We propose a new approach for relating concentration measurements in the atmospheric boundary layer to surface fluxes based on a simple equilibrium boundary layer model (an extension of Betts [2000]). This is a major shift from the traditional focus on the growth of the daytime dry boundary layer. We show equilibrium solutions for the diurnally averaged properties of the boundary layer that link the mixed layer equilibrium (on timescales longer than a day) of potential temperature, water vapor, CO2 (and other trace gases such as radon) with an interactive cloud layer and with the surface energy, water, and carbon balance.
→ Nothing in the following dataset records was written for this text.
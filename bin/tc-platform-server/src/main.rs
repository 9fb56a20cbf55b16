//! TalentCircle Platform Server
//!
//! Serves the user, relationship, community and overview REST APIs.
//!
//! Configuration comes from a TOML file (see `tc-config`) with `TC_*`
//! environment overrides:
//!
//! | Variable | Default | Description |
//! |----------|---------|-------------|
//! | `TALENTCIRCLE_CONFIG` | - | Explicit config file path |
//! | `TC_HTTP_PORT` | `8080` | HTTP API port |
//! | `TC_MONGODB_URI` | `mongodb://localhost:27017` | MongoDB connection URI |
//! | `TC_MONGODB_DATABASE` | `talentcircle` | MongoDB database name |
//! | `TC_STORE_BACKEND` | `mongo` | `mongo` or `memory` |
//! | `TC_JWT_SECRET` | - | HS256 signing secret (required outside dev mode) |
//! | `TC_SIGNUP_SECRET` | - | Shared secret for signup and password reset |
//! | `TC_DEV_MODE` | `false` | Allow an ephemeral signing secret |
//! | `RUST_LOG` | `info` | Log level |

use std::sync::Arc;
use std::time::Duration;

use anyhow::Result;
use axum::{http::HeaderValue, response::Json, routing::get, Router};
use tokio::{net::TcpListener, signal};
use tower_http::cors::{AllowOrigin, Any, CorsLayer};
use tower_http::trace::TraceLayer;
use tracing::{error, info, warn};
use utoipa::openapi::security::{HttpAuthScheme, HttpBuilder, SecurityScheme};
use utoipa_swagger_ui::SwaggerUi;

use tc_config::{AppConfig, ConfigLoader, StoreBackend};
use tc_platform::auth::{Argon2Config, AuthConfig, PasswordService, TokenService};
use tc_platform::{initialize_indexes, platform_router, AppState, AuthLayer, PlatformServices, Stores};

#[tokio::main]
async fn main() -> Result<()> {
    tc_common::logging::init_logging("tc-platform-server");

    info!("Starting TalentCircle Platform Server");

    let mut config = ConfigLoader::new().load()?;
    if config.auth.jwt_secret.is_empty() {
        // validate() only lets this through in dev mode
        warn!("No JWT secret configured, using an ephemeral one; tokens will not survive a restart");
        config.auth.jwt_secret = uuid::Uuid::new_v4().to_string();
    }

    let stores = build_stores(&config).await?;

    let passwords = Arc::new(PasswordService::new(Argon2Config {
        memory_cost: config.auth.argon2.memory_kib,
        time_cost: config.auth.argon2.time_cost,
        parallelism: config.auth.argon2.parallelism,
        ..Argon2Config::default()
    })?);
    let tokens = Arc::new(TokenService::new(AuthConfig {
        secret_key: config.auth.jwt_secret.clone(),
        issuer: config.auth.jwt_issuer.clone(),
        token_expiry_secs: config.auth.token_expiry_secs,
    }));

    let app_state = AppState {
        token_service: tokens.clone(),
        signup_secret: config.auth.signup_secret.as_deref().map(Arc::from),
    };
    if app_state.signup_secret.is_none() {
        warn!("No signup secret configured, signup and password reset are open");
    }

    let services = PlatformServices::new(&stores, passwords, tokens);

    let (router, mut openapi) = platform_router(&services).split_for_parts();

    openapi.info.title = "TalentCircle Platform API".to_string();
    openapi.info.version = env!("CARGO_PKG_VERSION").to_string();
    openapi.info.description = Some("Accounts, relationships, communities and profile overviews".to_string());
    if let Some(components) = openapi.components.as_mut() {
        components.add_security_scheme(
            "bearer_auth",
            SecurityScheme::Http(HttpBuilder::new().scheme(HttpAuthScheme::Bearer).bearer_format("JWT").build()),
        );
    }

    let app = Router::new()
        .merge(router)
        .route("/health", get(health_handler))
        .merge(SwaggerUi::new("/swagger-ui").url("/q/openapi", openapi))
        .layer(AuthLayer::new(app_state))
        .layer(TraceLayer::new_for_http())
        .layer(cors_layer(&config.http.cors_origins));

    let addr = format!("{}:{}", config.http.host, config.http.port);
    let listener = TcpListener::bind(&addr).await?;
    info!("API server listening on http://{}", addr);
    info!("Press Ctrl+C to shutdown");

    axum::serve(listener, app)
        .with_graceful_shutdown(shutdown_signal())
        .await?;

    info!("TalentCircle Platform Server shutdown complete");
    Ok(())
}

async fn build_stores(config: &AppConfig) -> Result<Stores> {
    match config.store.backend {
        StoreBackend::Memory => {
            warn!("Using the in-memory store backend; data is lost on shutdown");
            Ok(Stores::in_memory())
        }
        StoreBackend::Mongo => {
            info!("Connecting to MongoDB: {}/{}", config.mongodb.uri, config.mongodb.database);
            let client = mongodb::Client::with_uri_str(&config.mongodb.uri).await?;
            let db = client.database(&config.mongodb.database);

            initialize_indexes(&db).await?;

            Ok(Stores::mongo(&db, Duration::from_millis(config.store.timeout_ms)))
        }
    }
}

fn cors_layer(origins: &[String]) -> CorsLayer {
    let layer = CorsLayer::new().allow_methods(Any).allow_headers(Any);
    if origins.is_empty() || origins.iter().any(|o| o == "*") {
        return layer.allow_origin(Any);
    }

    let allowed: Vec<HeaderValue> = origins
        .iter()
        .filter_map(|origin| match origin.parse::<HeaderValue>() {
            Ok(value) => Some(value),
            Err(e) => {
                warn!(origin = %origin, error = %e, "Ignoring invalid CORS origin");
                None
            }
        })
        .collect();
    layer.allow_origin(AllowOrigin::list(allowed))
}

async fn health_handler() -> Json<serde_json::Value> {
    Json(serde_json::json!({
        "status": "UP",
        "version": env!("CARGO_PKG_VERSION")
    }))
}

async fn shutdown_signal() {
    let ctrl_c = async {
        if let Err(e) = signal::ctrl_c().await {
            error!("Failed to listen for Ctrl+C: {}", e);
            std::future::pending::<()>().await;
        }
    };

    #[cfg(unix)]
    let terminate = async {
        match signal::unix::signal(signal::unix::SignalKind::terminate()) {
            Ok(mut sig) => {
                sig.recv().await;
            }
            Err(e) => {
                error!("Failed to install SIGTERM handler: {}", e);
                std::future::pending::<()>().await;
            }
        }
    };

    #[cfg(not(unix))]
    let terminate = std::future::pending::<()>();

    tokio::select! {
        _ = ctrl_c => {},
        _ = terminate => {},
    }

    info!("Shutdown signal received");
}
//! Community Entities

use bson::serde_helpers::chrono_datetime_as_bson_datetime;
use chrono::{DateTime, Utc};
use serde::{Deserialize, Serialize};
use utoipa::ToSchema;

use crate::relationship::entity::Edge;
use crate::TsidGenerator;

fn default_true() -> bool {
    true
}

/// A community owned by exactly one user. Names are unique and a user
/// owns at most one community.
#[derive(Debug, Clone, PartialEq, Serialize, Deserialize, ToSchema)]
pub struct Community {
    #[serde(rename = "_id")]
    pub id: String,
    pub owner_id: String,
    pub name: String,
    #[serde(default = "default_true")]
    pub is_paid_community: bool,
    #[serde(default, skip_serializing_if = "Option::is_none")]
    pub community_price: Option<f64>,
    #[serde(default)]
    pub description: String,
    #[serde(default = "default_true")]
    pub followers_can_post: bool,
    #[serde(with = "chrono_datetime_as_bson_datetime")]
    #[schema(value_type = String, format = DateTime)]
    pub created_at: DateTime<Utc>,
}

impl Community {
    pub fn new(owner_id: impl Into<String>, name: impl Into<String>) -> Self {
        Self {
            id: TsidGenerator::generate(),
            owner_id: owner_id.into(),
            name: name.into(),
            is_paid_community: true,
            community_price: None,
            description: String::new(),
            followers_can_post: true,
            created_at: Utc::now(),
        }
    }
}

/// Membership of `follower_id` in `community_id`
#[derive(Debug, Clone, PartialEq, Serialize, Deserialize, ToSchema)]
pub struct CommunityFollower {
    #[serde(rename = "_id")]
    pub id: String,
    pub community_id: String,
    /// Owner at the time of joining, copied from the community
    pub community_owner_id: String,
    pub follower_id: String,
    #[serde(with = "chrono_datetime_as_bson_datetime")]
    #[schema(value_type = String, format = DateTime)]
    pub created_at: DateTime<Utc>,
}

impl CommunityFollower {
    pub fn new(community: &Community, follower_id: impl Into<String>) -> Self {
        Self {
            id: TsidGenerator::generate(),
            community_id: community.id.clone(),
            community_owner_id: community.owner_id.clone(),
            follower_id: follower_id.into(),
            created_at: Utc::now(),
        }
    }
}

impl Edge for CommunityFollower {
    const ENTITY: &'static str = "CommunityFollower";
    const COLLECTION: &'static str = "community_followers";
    const PARENT_FIELD: &'static str = "community_id";
    const ACTOR_FIELD: &'static str = "follower_id";

    fn id(&self) -> &str {
        &self.id
    }

    fn parent_id(&self) -> &str {
        &self.community_id
    }

    fn actor_id(&self) -> &str {
        &self.follower_id
    }
}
We examine these processes as a function of a set of external parameters: soil water content, which directly impacts respiration and photosynthesis, and hence transpiration; the surface net shortwave, directly linked to net radiation, which is also coupled to photosynthesis and transpiration; and the radiative cooling of the mixed layer (ML), which in the equilibrium model directly affects the surface sensible heat. We also show solutions where the net shortwave and radiative cooling are coupled to the cloud field. Our other variable model parameters are the properties of air entrained into the CBL, the midtropospheric values of vapor mixing ratio, CO2 and radon, and the lapse rate above cloud base. We considered two idealized ecosystems: forest (based on observations in Wisconsin) and grassland (using parameter estimates from the literature) to show how the vegetation model affects the ML equilibrium. We show how the mass transport out of the subcloud layer and the mass exchange with the free troposphere couples the mixed layer equilibrium of water vapor, CO2, and radon with the corresponding surface fluxes. We suggest that regional ML budgets may give useful constraints on regional carbon budgets, and that the coupling with the cloud field is a fundamental part of the ML equilibrium.